Biotechnology start-up Reveal Genomics detailed results of its DNADX assay in data presented at the San Antonio Breast Cancer Symposium 2023. DNADX is a novel machine learning-based approach that utilizes sequencing DNA data from tumor tissue or plasma circulating tumor DNA to identify clinically relevant phenotypic tumor features and classify breast cancer into four subtypes or clusters

Highlighting the trials’ exploration of the efficacy of the impact of T-DXd monotherapy and the combination of endocrine therapy with a CDK4/6 inhibitor, the results underscore the variability in patient response, emphasizing the critical role of precision diagnostics in cancer care, the company says.


The RELIEVE study, conducted by the Dana-Farber Cancer Institute (DFCI), analyzed plasma samples from patients with HER2+ and HER2- metastatic breast cancer receiving T-DXd monotherapy. DNADX subtypes, evaluated across 80 pre-treatment plasma samples, exhibited significant associations with time-to-next-treatment (TTNT) and overall survival (OS). Moreover, the DNADX HER2 signature demonstrated a significant association with TTNT, indicating its potential for predicting patient outcomes in the context of T-DXd monotherapy.

“The ability of the DNADX test to predict patient outcomes in blood and in the context of T-DXd monotherapy is remarkable,” says Sara Tolaney, MD, MPH, Chief of the Division of Breast Oncology at Dana-FarberCancer Institute. “This test should be further explored in pivotal clinical trials of T-DXd and other studies with targeted therapies, including antibody-drug conjugates.”

Further reading: Novel Biomarkers Help Decode Metastatic Breast Cancer


MEDSIR, a company specializing in the strategic design of independent clinical research, sponsored PARSIFAL phase II trial (NCT02491983), which randomized 486 patients with HR+/HER2- metastatic breast cancer to receive first-line palbociclib with either fulvestrant or letrozole; DNADX was evaluated in 122 pre-treatment plasma samples. 

The liquid biopsy-based DNADX subtypes exhibited a significant association with both progression-free survival (PFS) and (OS), revealing their potential to guide therapy and follow-up in patients with endocrine-sensitive HR+/HER2- advanced breast cancer.

“Prior to DNADX, no tool existed to identify patients whose tumors would progress to therapy in the first 12 months,” says Javier Cortés, MD, PhD, co-founder of MEDSIR, Head of the International Breast Cancer Center and investigator of the PARSIFAL trial. “This is important as we need new therapeutic approaches for these patients. Our study shows that the DNADX subtypes in plasma are strongly associated with prognosis in patients treated with first-line endocrine therapy and a CDK4/6 inhibitor.” 

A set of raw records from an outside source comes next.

//! grantflow-host: runtime capability negotiation
//!
//! Orchestrates asking a host platform for capabilities: figures out which
//! ones are already granted, justifies re-asking soft-denied ones, prompts
//! for new ones, and routes permanently-denied ones to the host settings
//! surface. Every session ends in exactly one [`NegotiationOutcome`].
//!
//! # Architecture
//!
//! ```text
//! ┌─────────────────────────────────────────────────────────────────────────┐
//! │                              Negotiator                                  │
//! │  ┌─────────────┐ ┌─────────────┐ ┌─────────────┐ ┌─────────────────────┐│
//! │  │  Registry   │ │   Policy    │ │Interstitial │ │  Suspension / Audit ││
//! │  │             │ │             │ │             │ │                     ││
//! │  │ - Host      │ │ - Default   │ │ - Terminal  │ │ - File (MessagePack)││
//! │  │ - History   │ │ - NoInfer-  │ │ - Headless  │ │ - Memory            ││
//! │  │   (File,    │ │   ence      │ │ - Scripted  │ │ - Audit: File JSONL,││
//! │  │    Memory)  │ │             │ │             │ │   Memory, Null, ... ││
//! │  └─────────────┘ └─────────────┘ └─────────────┘ └─────────────────────┘│
//! └─────────────────────────────────────────────────────────────────────────┘
//! ```
//!
//! # Quick Start
//!
//! ```rust
//! use std::sync::Arc;
//! use grantflow_host::{MemoryHost, NegotiationRequest, Negotiator, NegotiatorPresets, OutcomeReporter};
//!
//! # #[tokio::main(flavor = "current_thread")]
//! # async fn main() {
//! let host = MemoryHost::new(["camera", "location"]);
//! host.grant("camera");
//!
//! let negotiator = Negotiator::new(Arc::new(host), NegotiatorPresets::testing());
//! let (reporter, outcome) = OutcomeReporter::channel();
//!
//! negotiator
//!     .negotiate(NegotiationRequest::from_iter(["camera", "location"]), reporter)
//!     .await;
//!
//! let outcome = outcome.await.unwrap();
//! assert!(outcome.all_granted);
//! # }
//! ```
//!
//! # Components
//!
//! ## Policy
//!
//! | Live status | Platform gated | Rationale showable | Asked before | Classification |
//! |-------------|----------------|--------------------|--------------|----------------|
//! | Granted | any | any | any | SilentGrant |
//! | any | no | any | any | SilentGrant |
//! | NotGranted | yes | yes | any | NeedsRationale |
//! | NotGranted | yes | no | no | NeedsDirectPrompt |
//! | NotGranted | yes | no | yes | PermanentlyBlocked |
//!
//! ## Interstitial
//!
//! - `TerminalInterstitial`: dialogs and prompts on stdin/stdout
//! - `HeadlessInterstitial`: never available; anything needing a dialog fails
//! - `ScriptedInterstitial`: scripted answers, records interactions (testing)

pub mod audit;
pub mod error;
pub mod history;
pub mod interstitial;
pub mod policy;
pub mod presets;
pub mod registry;
pub mod reporter;
pub mod session;
pub mod suspension;

// Re-exports for convenience
pub use audit::{AuditEvent, AuditEventType, AuditSink};
pub use audit::{CompositeAuditSink, FileAuditSink, MemoryAuditSink, NullAuditSink};
pub use error::{NegotiationError, RegistryError};
pub use history::{FileHistoryStore, HistoryStore, MemoryHistoryStore, StoreError};
pub use interstitial::{HeadlessInterstitial, ScriptedInterstitial, TerminalInterstitial};
pub use interstitial::{Interstitial, InterstitialError, InterstitialEvent};
pub use policy::{classify, Classification, ClassifyContext, DecisionPolicy};
pub use policy::{DefaultDecisionPolicy, NoInferencePolicy};
pub use presets::{app_config_dir, NegotiatorConfig, NegotiatorConfigBuilder, NegotiatorPresets, PresetError};
pub use registry::{CapabilityRegistry, HostCapabilities, MemoryHost};
pub use reporter::{NegotiationOutcome, OutcomeReporter};
pub use session::{NegotiationRequest, Negotiator, SessionHandle};
pub use suspension::{FileSuspensionStore, MemorySuspensionStore, SuspensionError, SuspensionStore};

pub use grantflow_api::{
    Capability, CapabilitySet, DialogConfig, DialogText, GrantStatus, LiveStatus, PromptVerdict,
    SessionPhase, SessionSnapshot, UserChoice,
};
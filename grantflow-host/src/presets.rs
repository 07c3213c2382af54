//! Pre-configured negotiator setups for common use cases
//!
//! Provides ready-to-use configurations that hosts can use directly or as
//! starting points for customization.

use std::path::PathBuf;
use std::sync::Arc;

use crate::audit::{AuditSink, FileAuditSink, MemoryAuditSink, NullAuditSink};
use crate::history::{FileHistoryStore, HistoryStore, MemoryHistoryStore};
use crate::interstitial::{HeadlessInterstitial, Interstitial, ScriptedInterstitial, TerminalInterstitial};
use crate::policy::{DecisionPolicy, DefaultDecisionPolicy};
use crate::suspension::{FileSuspensionStore, MemorySuspensionStore, SuspensionStore};

/// Everything a [`Negotiator`](crate::Negotiator) needs besides the host itself
pub struct NegotiatorConfig {
    /// Request history ("first time") storage
    pub history: Arc<dyn HistoryStore>,
    /// Classification policy
    pub policy: Arc<dyn DecisionPolicy>,
    /// Dialogs and OS prompt
    pub interstitial: Arc<dyn Interstitial>,
    /// Snapshot storage for the settings hand-off
    pub suspension: Arc<dyn SuspensionStore>,
    /// Audit sink
    pub audit: Arc<dyn AuditSink>,
}

impl std::fmt::Debug for NegotiatorConfig {
    fn fmt(&self, f: &mut std::fmt::Formatter<'_>) -> std::fmt::Result {
        f.debug_struct("NegotiatorConfig")
            .field("interactive", &self.interstitial.is_available())
            .finish_non_exhaustive()
    }
}

/// Builder for negotiator configurations
#[derive(Default)]
pub struct NegotiatorConfigBuilder {
    history: Option<Arc<dyn HistoryStore>>,
    policy: Option<Arc<dyn DecisionPolicy>>,
    interstitial: Option<Arc<dyn Interstitial>>,
    suspension: Option<Arc<dyn SuspensionStore>>,
    audit: Option<Arc<dyn AuditSink>>,
    app_name: Option<String>,
}

impl NegotiatorConfigBuilder {
    pub fn new() -> Self {
        Self::default()
    }

    /// Set the application name (used for default paths)
    pub fn app_name(mut self, name: impl Into<String>) -> Self {
        self.app_name = Some(name.into());
        self
    }

    pub fn history(mut self, history: impl HistoryStore + 'static) -> Self {
        self.history = Some(Arc::new(history));
        self
    }

    pub fn policy(mut self, policy: impl DecisionPolicy + 'static) -> Self {
        self.policy = Some(Arc::new(policy));
        self
    }

    pub fn interstitial(mut self, interstitial: impl Interstitial + 'static) -> Self {
        self.interstitial = Some(Arc::new(interstitial));
        self
    }

    pub fn suspension(mut self, suspension: impl SuspensionStore + 'static) -> Self {
        self.suspension = Some(Arc::new(suspension));
        self
    }

    pub fn audit(mut self, audit: impl AuditSink + 'static) -> Self {
        self.audit = Some(Arc::new(audit));
        self
    }

    /// Build the configuration
    ///
    /// Unset stores default to files under the application's config
    /// directory; the interstitial defaults to the terminal.
    pub fn build(self) -> Result<NegotiatorConfig, PresetError> {
        let app_name = self.app_name.as_deref().unwrap_or("grantflow");

        let history: Arc<dyn HistoryStore> = match self.history {
            Some(h) => h,
            None => {
                let store = FileHistoryStore::default_for_app(app_name)
                    .map_err(|e| PresetError::HistoryInit(e.to_string()))?;
                Arc::new(store)
            }
        };

        Ok(NegotiatorConfig {
            history,
            policy: self
                .policy
                .unwrap_or_else(|| Arc::new(DefaultDecisionPolicy)),
            interstitial: self
                .interstitial
                .unwrap_or_else(|| Arc::new(TerminalInterstitial::new())),
            suspension: self
                .suspension
                .unwrap_or_else(|| Arc::new(FileSuspensionStore::default_for_app(app_name))),
            audit: self.audit.unwrap_or_else(|| Arc::new(NullAuditSink)),
        })
    }
}

/// Error type for preset initialization
#[derive(Debug, thiserror::Error)]
pub enum PresetError {
    #[error("Failed to initialize history store: {0}")]
    HistoryInit(String),

    #[error("Failed to initialize audit: {0}")]
    AuditInit(String),
}

// ============================================================================
// Preset Configurations
// ============================================================================

/// Preset configurations for common use cases
pub struct NegotiatorPresets;

impl NegotiatorPresets {
    /// Interactive terminal mode
    ///
    /// - Default decision policy
    /// - File-based history and snapshot storage
    /// - Terminal dialogs
    /// - File-based audit log
    pub fn interactive(app_name: &str) -> Result<NegotiatorConfig, PresetError> {
        let config_dir = app_config_dir(app_name);

        let history = FileHistoryStore::new(config_dir.join("capability_history.json"))
            .map_err(|e| PresetError::HistoryInit(e.to_string()))?;

        let audit = FileAuditSink::new(config_dir.join("audit.jsonl"))
            .map_err(|e| PresetError::AuditInit(e.to_string()))?;

        Ok(NegotiatorConfig {
            history: Arc::new(history),
            policy: Arc::new(DefaultDecisionPolicy),
            interstitial: Arc::new(TerminalInterstitial::new()),
            suspension: Arc::new(FileSuspensionStore::new(
                config_dir.join("pending_session.msgpack"),
            )),
            audit: Arc::new(audit),
        })
    }

    /// Headless mode for services and CI
    ///
    /// Silent grants still resolve; anything that needs a dialog fails with
    /// `HostSurfaceUnavailable`.
    pub fn headless(app_name: &str) -> Result<NegotiatorConfig, PresetError> {
        let config_dir = app_config_dir(app_name);

        let history = FileHistoryStore::new(config_dir.join("capability_history.json"))
            .map_err(|e| PresetError::HistoryInit(e.to_string()))?;

        let audit = FileAuditSink::new(config_dir.join("audit.jsonl"))
            .map_err(|e| PresetError::AuditInit(e.to_string()))?;

        Ok(NegotiatorConfig {
            history: Arc::new(history),
            policy: Arc::new(DefaultDecisionPolicy),
            interstitial: Arc::new(HeadlessInterstitial),
            suspension: Arc::new(MemorySuspensionStore::new()),
            audit: Arc::new(audit),
        })
    }

    /// Testing mode (in-memory, no persistence)
    ///
    /// - Default decision policy
    /// - In-memory history and snapshots
    /// - Scripted interstitial that accepts every dialog and grants every prompt
    /// - Memory-based audit
    pub fn testing() -> NegotiatorConfig {
        NegotiatorConfig {
            history: Arc::new(MemoryHistoryStore::new()),
            policy: Arc::new(DefaultDecisionPolicy),
            interstitial: Arc::new(ScriptedInterstitial::accepting()),
            suspension: Arc::new(MemorySuspensionStore::new()),
            audit: Arc::new(MemoryAuditSink::new()),
        }
    }
}

/// Per-application directory for every file the negotiator keeps:
/// `~/.config/<app>/`
pub fn app_config_dir(app_name: &str) -> PathBuf {
    dirs::config_dir()
        .unwrap_or_else(|| PathBuf::from(".config"))
        .join(app_name)
}

#[cfg(test)]
mod tests {
    use super::*;
    use crate::policy::NoInferencePolicy;

    #[test]
    fn test_builder() {
        let config = NegotiatorConfigBuilder::new()
            .app_name("test-app")
            .history(MemoryHistoryStore::new())
            .policy(NoInferencePolicy)
            .interstitial(HeadlessInterstitial)
            .suspension(MemorySuspensionStore::new())
            .audit(NullAuditSink)
            .build()
            .unwrap();

        assert!(!config.interstitial.is_available());
        assert!(!config.suspension.has_pending());
    }

    #[test]
    fn test_testing_preset() {
        let config = NegotiatorPresets::testing();
        assert!(config.interstitial.is_available());
        assert!(config.audit.flush().is_ok());
    }

    #[test]
    fn test_app_config_dir_is_per_app() {
        let dir = app_config_dir("test-app");
        assert!(dir.ends_with("test-app"));
        assert_ne!(dir, app_config_dir("other-app"));
    }

    #[test]
    fn test_config_debug_hides_components() {
        let config = NegotiatorPresets::testing();
        let debug = format!("{:?}", config);
        assert!(debug.starts_with("NegotiatorConfig"));
    }
}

These findings are consistent with validation studies of DNADX in this context published this year in Nature Communications.

Furthermore, DNADX subtypes demonstrated a positive interaction with the type of endocrine therapy in terms of PFS, suggesting a potential benefit of fulvestrant over letrozole in specific DNADX subtypes.

“The association of DNADX subtypes with fulvestrant benefit is intriguing, and suggests that phenotypic characterization of breast tumors using DNADX might allow us to identify the optimal endocrine treatment for each patient beyond ESR1 mutation,” says Antonio Llombart-Cussac, MD, PhD, co-founder of MEDSIR, head of the Medical Oncology Department at Hospital Arnau de Vilanova, and principal investigator of the PARSIFAL trial.

Funding and Recognition

“Our commitment lies in creating and advancing innovative genomic-based assays in oncology, such as our successful first product, HER2DX, for early-stage HER2+ breast cancer. Our forthcoming liquid biopsy-based assay, DNADX, marks our second product, slated for release in the short-term,” says Patricia Villagrasa, co-founder and CEO of Reveal Genomics. “We are pleased to announce that the Spanish Ministry of Science and Innovation has granted funding for the analytical and clinical validation of DNADX. This endorsement not only signifies the recognition of DNADX as an innovative tool, but also underscores its clinical utility.”